Warning:  This is going to be one of those unabashedly nerdy blogitems that I occasionally commit.  The subject frequency measurement is simultaneously tedious and irrelevant, and it embodies the charm of license plate spotting while stuck in a ten-mile traffic jam.  I shall attempt to enliven this at the very end with a linguistic observation (if I remember to) but this is almost certainly doomed to failure, interest-wise.

The ARRL, the American Radio Relay League, is and has been since the beginning of ham (amateur) radio the umbrella organization for its practitioners.  A very large percentage of us join, although we are under no obligation to do so, and its magazine, the engagingly titled "QST" is an important historical and technical journal in our radio lives.  The ARRL sponsors various activities and promulgates the rules and dates in QST.  For example, "Field Day" is coming up, at which time hams will leave their comfortable homes to erect antennas in public parks, farm fields, and mountain tops and attempt to contact others so-situated over the radio.  One major contributor to the non-profit ARRL is the mosquito repellant manufacturers association.

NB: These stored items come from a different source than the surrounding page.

//! Static content checks run before a host draws from a catalog.

use crate::error::CatalogError;
use crate::provider::CatalogProvider;
use crate::template::{ObjectiveTemplate, placeholder_tokens};
use log::debug;
use serde::Serialize;

/// Every content problem found in one provider.
#[derive(Debug, Clone, PartialEq, Eq)]
pub struct ValidationReport {
    pub game: &'static str,
    pub templates_checked: usize,
    pub pools_checked: usize,
    pub issues: Vec<CatalogError>,
}

impl ValidationReport {
    #[must_use]
    pub fn is_clean(&self) -> bool {
        self.issues.is_empty()
    }

    /// # Errors
    ///
    /// Returns [`CatalogError::Validation`] carrying every issue when the
    /// report is not clean.
    pub fn into_result(self) -> Result<(), CatalogError> {
        if self.issues.is_empty() {
            Ok(())
        } else {
            Err(CatalogError::Validation {
                game: self.game,
                issues: self.issues,
            })
        }
    }

    #[must_use]
    pub fn summary(&self) -> ValidationSummary {
        ValidationSummary {
            game: self.game,
            templates_checked: self.templates_checked,
            pools_checked: self.pools_checked,
            issues: self.issues.iter().map(ToString::to_string).collect(),
        }
    }
}

/// Serializable view of a [`ValidationReport`] for reports.
#[derive(Debug, Clone, PartialEq, Eq, Serialize)]
pub struct ValidationSummary {
    pub game: &'static str,
    pub templates_checked: usize,
    pub pools_checked: usize,
    pub issues: Vec<String>,
}

/// Check every template and named pool a provider exposes.
#[must_use]
pub fn validate_provider(provider: &dyn CatalogProvider) -> ValidationReport {
    let game = provider.identity().name;
    let objectives = provider.list_objective_templates();
    let constraints = provider.list_constraint_templates();
    let mut issues = Vec::new();

    for template in objectives.iter().chain(&constraints) {
        check_template(provider, template, &mut issues);
    }

    for &name in provider.pool_names() {
        match provider.resolve_pool(name) {
            Ok(pool) if pool.is_empty() => issues.push(CatalogError::EmptyPool {
                game,
                label: String::new(),
                token: String::new(),
                pool: name,
            }),
            Ok(_) => {}
            Err(err) => issues.push(err),
        }
    }

    debug!(
        "validated {game}: {} templates, {} pools, {} issue(s)",
        objectives.len() + constraints.len(),
        provider.pool_names().len(),
        issues.len()
    );

    ValidationReport {
        game,
        templates_checked: objectives.len() + constraints.len(),
        pools_checked: provider.pool_names().len(),
        issues,
    }
}

fn check_template(
    provider: &dyn CatalogProvider,
    template: &ObjectiveTemplate,
    issues: &mut Vec<CatalogError>,
) {
    let game = provider.identity().name;
    let label = template.label;

    if template.weight == 0 {
        issues.push(CatalogError::ZeroWeight {
            game,
            label: label.to_string(),
        });
    }

    let tokens = placeholder_tokens(label);
    for token in &tokens {
        if template.binding(token).is_none() {
            issues.push(CatalogError::UnboundPlaceholder {
                game,
                label: label.to_string(),
                token: (*token).to_string(),
            });
        }
    }

    for binding in &template.bindings {
        if !tokens.contains(&binding.token) {
            issues.push(CatalogError::UnusedBinding {
                game,
                label: label.to_string(),
                token: binding.token.to_string(),
            });
        }

        let pool = match provider.resolve_pool(binding.pool) {
            Ok(pool) => pool,
            Err(err) => {
                issues.push(err);
                continue;
            }
        };

        if pool.is_empty() {
            issues.push(CatalogError::EmptyPool {
                game,
                label: label.to_string(),
                token: binding.token.to_string(),
                pool: binding.pool,
            });
        } else if binding.arity == 0 || usize::from(binding.arity) > pool.len() {
            issues.push(CatalogError::InsufficientCandidates {
                game,
                label: label.to_string(),
                token: binding.token.to_string(),
                pool: binding.pool,
                arity: binding.arity,
                available: pool.len(),
            });
        }
    }
}
pub mod util;

pub use util::{load_options, split_csv};
use thiserror::Error;

/// Errors raised while binding configuration or validating catalog content.
#[derive(Debug, Clone, Error, PartialEq, Eq)]
pub enum CatalogError {
    #[error("unknown {option} member \"{key}\" (expected one of: {})", .valid.join(", "))]
    UnknownPack {
        option: &'static str,
        key: String,
        valid: Vec<&'static str>,
    },
    #[error("no catalog for game \"{0}\"")]
    UnknownGame(String),
    #[error("{game} has no pool named \"{pool}\"")]
    UnknownPool { game: &'static str, pool: String },
    #[error("{game}: \"{label}\" references {token} but binds no pool for it")]
    UnboundPlaceholder {
        game: &'static str,
        label: String,
        token: String,
    },
    #[error("{game}: \"{label}\" binds {token} which never appears in the label")]
    UnusedBinding {
        game: &'static str,
        label: String,
        token: String,
    },
    #[error("{game}: pool \"{pool}\" is empty (needed by {token} in \"{label}\")")]
    EmptyPool {
        game: &'static str,
        label: String,
        token: String,
        pool: &'static str,
    },
    #[error(
        "{game}: {token} in \"{label}\" draws {arity} from \"{pool}\" which only has {available}"
    )]
    InsufficientCandidates {
        game: &'static str,
        label: String,
        token: String,
        pool: &'static str,
        arity: u8,
        available: usize,
    },
    #[error("{game}: \"{label}\" has a zero weight")]
    ZeroWeight { game: &'static str, label: String },
    #[error("numeric range step must be non-zero (start {start}, stop {stop})")]
    ZeroStep { start: i64, stop: i64 },
    #[error("weighted buckets need at least one bucket with a positive share")]
    EmptyBuckets,
    #[error("{game} failed validation with {} issue(s)", .issues.len())]
    Validation {
        game: &'static str,
        issues: Vec<CatalogError>,
    },
    #[error("invalid game options: {0}")]
    Options(String),
}

impl From<serde_json::Error> for CatalogError {
    fn from(err: serde_json::Error) -> Self {
        Self::Options(err.to_string())
    }
}

#[cfg(test)]
mod tests {
    use super::*;

    #[test]
    fn unknown_pack_lists_valid_members() {
        let err = CatalogError::UnknownPack {
            option: "melvor_idle_dlc_owned",
            key: "Totally Real DLC".to_string(),
            valid: vec!["Atlas of Discovery", "Throne of the Herald"],
        };
        let message = err.to_string();
        assert!(message.contains("Totally Real DLC"));
        assert!(message.contains("Atlas of Discovery, Throne of the Herald"));
    }

    #[test]
    fn validation_counts_issues() {
        let err = CatalogError::Validation {
            game: "Abyssus",
            issues: vec![
                CatalogError::ZeroWeight {
                    game: "Abyssus",
                    label: "Unlock a charm".to_string(),
                },
                CatalogError::EmptyBuckets,
            ],
        };
        assert_eq!(err.to_string(), "Abyssus failed validation with 2 issue(s)");
    }
}
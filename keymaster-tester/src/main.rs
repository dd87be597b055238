mod common;
mod logic;

use anyhow::{Context, Result, bail};
use clap::{Parser, ValueEnum};
use colored::Colorize;
use keymaster_catalog::{ContentPack, GameId, MelvorDlc, WingspanExpansion};
use std::fs::File;
use std::io::{BufWriter, Write, stdout};
use std::path::PathBuf;
use std::time::Instant;

use common::{load_options, split_csv};
use logic::{CatalogTester, GameResult, TesterSettings};

#[derive(Debug, Clone, Copy, PartialEq, Eq, ValueEnum)]
pub enum ReportFormat {
    /// Colored summary with sampled objectives
    Console,
    /// Machine-readable array of per-game results
    Json,
    /// Markdown tables for pasting into reviews
    Markdown,
}

#[derive(Debug, Parser)]
#[command(name = "keymaster-tester", version)]
#[command(about = "Validates Keymaster catalogs and samples objectives the way a host would")]
struct Args {
    /// Games to check (comma-separated slugs or names, or "all")
    #[arg(long, default_value = "all")]
    games: String,

    /// List all available games and their options, then exit
    #[arg(long)]
    list_games: bool,

    /// JSON file of host options, e.g. {"melvor_idle_dlc_owned": ["Into the Abyss"]}
    #[arg(long)]
    options: Option<PathBuf>,

    /// Objectives to sample per game
    #[arg(long, default_value_t = 5)]
    samples: usize,

    /// Seed for template and value draws
    #[arg(long, default_value_t = 1337)]
    seed: u64,

    /// Output report format
    #[arg(long, value_enum, default_value_t = ReportFormat::Console)]
    report: ReportFormat,

    /// Optional path to write the report output instead of stdout
    #[arg(long)]
    output: Option<PathBuf>,

    /// Verbose output
    #[arg(short, long)]
    verbose: bool,
}

fn main() -> Result<()> {
    env_logger::init();
    let args = Args::parse();

    if maybe_list_games(&args)? {
        return Ok(());
    }

    if args.report == ReportFormat::Console || args.output.is_some() {
        announce_banner();
    }

    let start_time = Instant::now();
    let games = expand_games(&args.games)?;
    let options = load_options(args.options.as_deref())?;
    let tester = CatalogTester::new(
        options,
        TesterSettings {
            seed: args.seed,
            samples: args.samples,
            verbose: args.verbose,
        },
    );

    let results = tester.run(&games)?;
    write_reports(&args, &results, start_time)?;

    if results.iter().any(|r| !r.passed) {
        std::process::exit(1);
    }

    Ok(())
}

fn maybe_list_games(args: &Args) -> Result<bool> {
    if !args.list_games {
        return Ok(false);
    }
    let mut output_target = OutputTarget::new(args.output.clone())?;
    writeln!(output_target.writer(), "Available games:")?;
    for game in GameId::ALL {
        writeln!(output_target.writer(), "  {:22} - {}", game.slug(), game.name())?;
    }
    writeln!(output_target.writer())?;
    writeln!(output_target.writer(), "Options:")?;
    write_option_help::<MelvorDlc>(output_target.writer())?;
    write_option_help::<WingspanExpansion>(output_target.writer())?;
    output_target.flush_inner()?;
    Ok(true)
}

fn write_option_help<P: ContentPack>(out: &mut dyn Write) -> std::io::Result<()> {
    writeln!(
        out,
        "  {:28} - {} [{}]",
        P::OPTION_KEY,
        P::DISPLAY_NAME,
        P::valid_keys().join(", ")
    )
}

fn announce_banner() {
    println!("{}", "🗝️  Keymaster Catalog Tester".bright_cyan().bold());
    println!("{}", "============================".cyan());
}

fn expand_games(games_arg: &str) -> Result<Vec<GameId>> {
    let tokens = split_csv(games_arg);
    if tokens.is_empty() {
        bail!("no games selected");
    }
    if tokens.iter().any(|token| token.eq_ignore_ascii_case("all")) {
        return Ok(GameId::ALL.to_vec());
    }
    let mut games = Vec::new();
    for token in tokens {
        let game: GameId = token
            .parse()
            .with_context(|| format!("unknown game {token:?}, try --list-games"))?;
        if !games.contains(&game) {
            games.push(game);
        }
    }
    Ok(games)
}

fn write_reports(args: &Args, results: &[GameResult], start_time: Instant) -> Result<()> {
    let mut output_target = OutputTarget::new(args.output.clone())?;

    match args.report {
        ReportFormat::Json => logic::reports::generate_json_report(&mut output_target, results)?,
        ReportFormat::Markdown => {
            logic::reports::generate_markdown_report(&mut output_target, results)?;
        }
        ReportFormat::Console => {
            logic::reports::generate_console_report(
                &mut output_target,
                results,
                start_time.elapsed(),
            )?;
            let duration = start_time.elapsed();
            writeln!(&mut output_target, "🏁 Total time: {duration:?}")?;
        }
    }

    output_target.flush_inner()?;
    Ok(())
}

enum OutputTarget {
    Stdout(BufWriter<std::io::Stdout>),
    File(BufWriter<File>),
}

impl OutputTarget {
    fn new(path: Option<PathBuf>) -> Result<Self> {
        if let Some(path) = path {
            let file = File::create(&path)
                .with_context(|| format!("failed to create {}", path.display()))?;
            Ok(Self::File(BufWriter::new(file)))
        } else {
            Ok(Self::Stdout(BufWriter::new(stdout())))
        }
    }

    fn writer(&mut self) -> &mut dyn Write {
        match self {
            Self::Stdout(w) => w,
            Self::File(w) => w,
        }
    }

    fn flush_inner(&mut self) -> std::io::Result<()> {
        match self {
            Self::Stdout(w) => w.flush(),
            Self::File(w) => w.flush(),
        }
    }
}

impl Write for OutputTarget {
    fn write(&mut self, buf: &[u8]) -> std::io::Result<usize> {
        self.writer().write(buf)
    }

    fn flush(&mut self) -> std::io::Result<()> {
        self.flush_inner()
    }
}
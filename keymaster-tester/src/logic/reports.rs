use anyhow::Result;
use colored::Colorize;
use std::io::Write;
use std::time::Duration;

use super::GameResult;

pub fn generate_console_report<W: Write>(
    out: &mut W,
    results: &[GameResult],
    total_duration: Duration,
) -> Result<()> {
    writeln!(out)?;
    writeln!(out, "{}", "📊 Catalog Results Summary".bright_cyan().bold())?;
    writeln!(out, "{}", "==========================".cyan())?;

    let total_games = results.len();
    let passed_games = results.iter().filter(|r| r.passed).count();
    let failed_games = total_games - passed_games;

    // Overall stats
    writeln!(out, "Total games: {total_games}")?;
    writeln!(out, "Passed: {}", passed_games.to_string().green())?;
    writeln!(out, "Failed: {}", failed_games.to_string().red())?;
    writeln!(out, "Total time: {total_duration:?}")?;
    writeln!(out)?;

    for result in results {
        let status = if result.passed {
            "✅ PASS".green()
        } else {
            "❌ FAIL".red()
        };

        writeln!(out, "{} {}", status, result.game.bold())?;
        writeln!(
            out,
            "   Templates: {} objective, {} constraint",
            result.objective_templates, result.constraint_templates
        )?;
        writeln!(out, "   Fingerprint: {}", result.fingerprint)?;

        if !result.validation.issues.is_empty() {
            writeln!(out, "   Issues:")?;
            for issue in &result.validation.issues {
                writeln!(out, "     • {}", issue.red())?;
            }
        }
        for failure in &result.failures {
            writeln!(out, "     • {}", failure.red())?;
        }

        for constraint in &result.constraints {
            writeln!(out, "   ⚙️  {}", constraint.rendered.bright_white())?;
        }
        for sample in &result.samples {
            let mut tags = Vec::new();
            if sample.is_time_consuming {
                tags.push("time consuming");
            }
            if sample.is_difficult {
                tags.push("difficult");
            }
            if tags.is_empty() {
                writeln!(out, "   🎯 {}", sample.rendered)?;
            } else {
                writeln!(
                    out,
                    "   🎯 {} {}",
                    sample.rendered,
                    format!("({})", tags.join(", ")).dimmed()
                )?;
            }
        }
        writeln!(out)?;
    }
    Ok(())
}

pub fn generate_json_report<W: Write>(out: &mut W, results: &[GameResult]) -> Result<()> {
    serde_json::to_writer_pretty(&mut *out, results)?;
    writeln!(out)?;
    Ok(())
}

pub fn generate_markdown_report<W: Write>(out: &mut W, results: &[GameResult]) -> Result<()> {
    writeln!(out, "# Keymaster Catalog Results\n")?;

    let total_games = results.len();
    let passed_games = results.iter().filter(|r| r.passed).count();

    writeln!(out, "## Summary\n")?;
    writeln!(out, "- **Total games**: {total_games}")?;
    writeln!(out, "- **Passed**: {passed_games}")?;
    writeln!(out, "- **Failed**: {}\n", total_games - passed_games)?;

    writeln!(out, "## Games\n")?;
    writeln!(out, "| Game | Status | Objectives | Constraints | Fingerprint |")?;
    writeln!(out, "| --- | --- | --- | --- | --- |")?;
    for result in results {
        let status = if result.passed { "✅" } else { "❌" };
        writeln!(
            out,
            "| {} | {} | {} | {} | `{}` |",
            result.game,
            status,
            result.objective_templates,
            result.constraint_templates,
            result.fingerprint
        )?;
    }
    writeln!(out)?;

    for result in results {
        writeln!(out, "### {}\n", result.game)?;
        for issue in result.validation.issues.iter().chain(&result.failures) {
            writeln!(out, "- ❌ {issue}")?;
        }
        for constraint in &result.constraints {
            writeln!(out, "- Setup: {}", constraint.rendered)?;
        }
        for sample in &result.samples {
            writeln!(out, "- {}", sample.rendered)?;
        }
        writeln!(out)?;
    }
    Ok(())
}

#[cfg(test)]
mod tests {
    use super::*;
    use crate::logic::sampler::SampledObjective;
    use keymaster_catalog::ValidationSummary;

    fn sample_result(passed: bool) -> GameResult {
        GameResult {
            game: "Digseum".to_string(),
            slug: "digseum".to_string(),
            passed,
            fingerprint: "00000000deadbeef".to_string(),
            objective_templates: 15,
            constraint_templates: 0,
            validation: ValidationSummary {
                game: "Digseum",
                templates_checked: 15,
                pools_checked: 8,
                issues: if passed {
                    Vec::new()
                } else {
                    vec!["Digseum: pool \"zones\" is empty".to_string()]
                },
            },
            constraints: Vec::new(),
            samples: vec![SampledObjective {
                label: "Prestige NUMBER times".to_string(),
                rendered: "Prestige 3 times".to_string(),
                is_time_consuming: false,
                is_difficult: false,
                weight: 5,
            }],
            failures: Vec::new(),
            duration: Duration::from_millis(4),
        }
    }

    #[test]
    fn json_report_is_an_array_of_games() {
        let mut buffer = Vec::new();
        generate_json_report(&mut buffer, &[sample_result(true)]).unwrap();
        let parsed: serde_json::Value = serde_json::from_slice(&buffer).unwrap();
        assert_eq!(parsed[0]["slug"], "digseum");
        assert_eq!(parsed[0]["samples"][0]["rendered"], "Prestige 3 times");
        assert_eq!(parsed[0]["duration"], 4);
    }

    #[test]
    fn markdown_report_lists_issues() {
        let mut buffer = Vec::new();
        generate_markdown_report(&mut buffer, &[sample_result(false)]).unwrap();
        let text = String::from_utf8(buffer).unwrap();
        assert!(text.contains("| Digseum | ❌ | 15 | 0 | `00000000deadbeef` |"));
        assert!(text.contains("- ❌ Digseum: pool \"zones\" is empty"));
        assert!(text.contains("- Prestige 3 times"));
    }

    #[test]
    fn console_report_counts_results() {
        colored::control::set_override(false);
        let mut buffer = Vec::new();
        generate_console_report(
            &mut buffer,
            &[sample_result(true), sample_result(false)],
            Duration::from_millis(10),
        )
        .unwrap();
        let text = String::from_utf8(buffer).unwrap();
        assert!(text.contains("Total games: 2"));
        assert!(text.contains("Passed: 1"));
        assert!(text.contains("🎯 Prestige 3 times"));
    }
}
use serde::{Deserialize, Serialize};
use std::fmt;

/// Platforms a game can be played on, as understood by the host generator.
#[derive(Debug, Clone, Copy, PartialEq, Eq, Hash, PartialOrd, Ord, Serialize, Deserialize)]
#[serde(rename_all = "UPPERCASE")]
pub enum Platform {
    /// Android
    And,
    Board,
    Card,
    /// iOS
    Ios,
    Pc,
    Ps4,
    Ps5,
    /// Nintendo Switch
    Sw,
    /// Xbox One
    Xone,
}

impl Platform {
    #[must_use]
    pub const fn code(self) -> &'static str {
        match self {
            Self::And => "AND",
            Self::Board => "BOARD",
            Self::Card => "CARD",
            Self::Ios => "IOS",
            Self::Pc => "PC",
            Self::Ps4 => "PS4",
            Self::Ps5 => "PS5",
            Self::Sw => "SW",
            Self::Xone => "XONE",
        }
    }
}

impl fmt::Display for Platform {
    fn fmt(&self, f: &mut fmt::Formatter<'_>) -> fmt::Result {
        f.write_str(self.code())
    }
}

/// Identity block every catalog provider exposes to the host.
#[derive(Debug, Clone, PartialEq, Eq, Serialize)]
pub struct GameIdentity {
    pub name: &'static str,
    pub platform: Platform,
    pub platforms_other: &'static [Platform],
    pub is_adult_only_or_unrated: bool,
}

impl GameIdentity {
    /// Primary platform followed by the alternates, in declaration order.
    #[must_use]
    pub fn all_platforms(&self) -> Vec<Platform> {
        let mut platforms = Vec::with_capacity(self.platforms_other.len() + 1);
        platforms.push(self.platform);
        platforms.extend_from_slice(self.platforms_other);
        platforms
    }

    #[must_use]
    pub fn runs_on(&self, platform: Platform) -> bool {
        self.platform == platform || self.platforms_other.contains(&platform)
    }
}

The majority of ARRL-sponsored activities could be considered "social" in the sense that, as does Field Day, they involve a bunch of hams getting together to do something.  Others are social in the sense that the goal is for hams to contact each other on the radio and exchange information.  But one activity is both solitary and nerdish:  The "Frequency Measuring Test."  In the FMT, the ARRL uses its headquarters radio station W1AW to transmit signals at several different frequencies in the amateur radio bands, and it is up to the entrants to measure the frequencies as precisely as they are able to.  For example, the contest announcement may say that W1AW will be transmitting on (approximately) 1853, 3586, and 7039 kHz.  The mission would be to refine that to 1853,059.2 Hz, etc.

In order to do this, you have to have a number of capabilities:

  • You have to find the signal with your receiver.  Although this is usually easy, you must contend with "band conditions" and weak signals, not to mention possible interference from other users who share the frequency.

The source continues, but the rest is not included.